Zoom sur les individus
Pour compléter ce résultat, Isaac Planas a analysé les données recueillies par les puces électroniques et c’est là que tout l’intérêt de ces travaux se trouve ! Au sein d’un même groupe, tous les cafards n’avaient pas le même comportement.
« Certains cafards filaient se réfugier sous un abri, à peine lâchés dans l’arène, alors que d’autres prenaient le temps d’explorer leur environnement avant de s’y loger. Nous avons qualifié les premiers de « peureux » et les seconds d’« explorateurs » ou d’intrépides. L’intérêt n’est bien entendu pas de coller une étiquette à tel ou tel cafard mais de comprendre comment ces personnalités interviennent dans la survie de l’espèce : les cafards ont besoin d’être agglomérés pour survivre, s’ils ne le sont pas ils peuvent se dessécher et mourir. D’où l’intérêt de comprendre pourquoi certains préfèrent rester sous un abri seul plutôt que d’explorer l’environnement à la recherche de congénères ».

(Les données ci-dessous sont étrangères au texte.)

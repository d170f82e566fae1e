//! Error types for checkpoint loading, inference and filter dispatch.

use std::path::PathBuf;

use thiserror::Error;

/// Errors raised while loading filters or applying them to an image.
///
/// Runtime and checkpoint variants are startup-fatal: the registry is never built from a
/// partial set of models. Everything else is scoped to a single request.
#[derive(Error, Debug)]
pub enum FilterError {
    /// The ONNX Runtime shared library could not be loaded.
    #[error("ONNX Runtime unavailable: {}: {reason}", library.display())]
    RuntimeUnavailable { library: PathBuf, reason: String },

    /// The checkpoint file does not exist.
    #[error("checkpoint not found: {}", path.display())]
    CheckpointNotFound { path: PathBuf },

    /// The checkpoint exists but could not be turned into a usable model.
    #[error("checkpoint corrupt: {}: {reason}", path.display())]
    CheckpointCorrupt { path: PathBuf, reason: String },

    /// No model is registered under this label.
    #[error("unknown filter: {0}")]
    UnknownFilter(String),

    /// The input image cannot be fed to a filter.
    #[error("invalid image: {0}")]
    InvalidImage(String),

    /// The model did not preserve the spatial shape of its input.
    #[error("shape mismatch: expected {expected:?}, got {actual:?}")]
    ShapeMismatch {
        expected: Vec<usize>,
        actual: Vec<usize>,
    },

    /// The forward pass failed.
    #[error("inference: {0}")]
    Inference(String),

    /// The filtered image could not be encoded.
    #[error("encode: {0}")]
    Encode(String),
}

impl FilterError {
    pub fn corrupt(path: impl Into<PathBuf>, reason: impl ToString) -> Self {
        Self::CheckpointCorrupt {
            path: path.into(),
            reason: reason.to_string(),
        }
    }

    pub fn inference(error: impl ToString) -> Self {
        Self::Inference(error.to_string())
    }

    /// Stable machine-readable code used in HTTP error bodies.
    pub fn code(&self) -> &'static str {
        match self {
            FilterError::RuntimeUnavailable { .. } => "RUNTIME_UNAVAILABLE",
            FilterError::CheckpointNotFound { .. } => "CHECKPOINT_NOT_FOUND",
            FilterError::CheckpointCorrupt { .. } => "CHECKPOINT_CORRUPT",
            FilterError::UnknownFilter(_) => "UNKNOWN_FILTER",
            FilterError::InvalidImage(_) => "INVALID_IMAGE",
            FilterError::ShapeMismatch { .. } => "SHAPE_MISMATCH",
            FilterError::Inference(_) => "INFERENCE_FAILED",
            FilterError::Encode(_) => "ENCODE_FAILED",
        }
    }

    /// Whether this error is fatal at startup.
    pub fn is_startup_fatal(&self) -> bool {
        matches!(
            self,
            FilterError::RuntimeUnavailable { .. }
                | FilterError::CheckpointNotFound { .. }
                | FilterError::CheckpointCorrupt { .. }
        )
    }
}

impl From<ndarray::ShapeError> for FilterError {
    fn from(e: ndarray::ShapeError) -> Self {
        FilterError::Inference(format!("tensor operation: {e}"))
    }
}

pub type Result<T> = std::result::Result<T, FilterError>;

Par ailleurs, le cafard « explorateur » a certes plus de chance de trouver de la nourriture en analysant son environnement en détail que le cafard « timide »qui court se réfugier mais il a également une probabilité plus élevée de se faire repérer et tuer par un prédateur.
Comme le choix d’un restaurant
Autre intérêt de ces travaux : mieux comprendre comment un individu est capable d’influencer le comportement de tout un groupe. Naturellement, les cafards s’agrègent, ils vont avoir tendance à s’arrêter sous un abri déjà occupé par un autre cafard et donc tendre vers une décision collective.
Les cafards « timides »affichent ainsi une sorte de leadership puisqu’ils vont attirer les cafards « explorateurs »sous leur abri. « C’est exactement le même principe que lorsqu’on cherche un restaurant : on va toujours avoir tendance à pousser la porte de celui où quelques tables sont occupées plutôt que celui qui est encore vide » compare Isaac Planas.
Suivre les timides et les explorateurs
Mettre le doigt sur deux traits de caractère des cafards n’est que le début d’une longue série de recherches. Cette découverte appelle d’autres travaux.
« Nous allons réaliser l’étude inverse, c’est à dire d’abord nous intéresser à la personnalité des individus et ensuite au comportement du groupe », explique le chercheur. Nous allons sélectionner des individus « timides » et « explorateur » et les regrouper afin d’analyser le comportement de groupes de cafards « timides » et de groupes de cafards « explorateurs ». Nous aimerions déterminer si les groupes de cafards « timides » sont capables de faire un choix collectif et de finir tous sous le même abri », conclut Isaac Planas.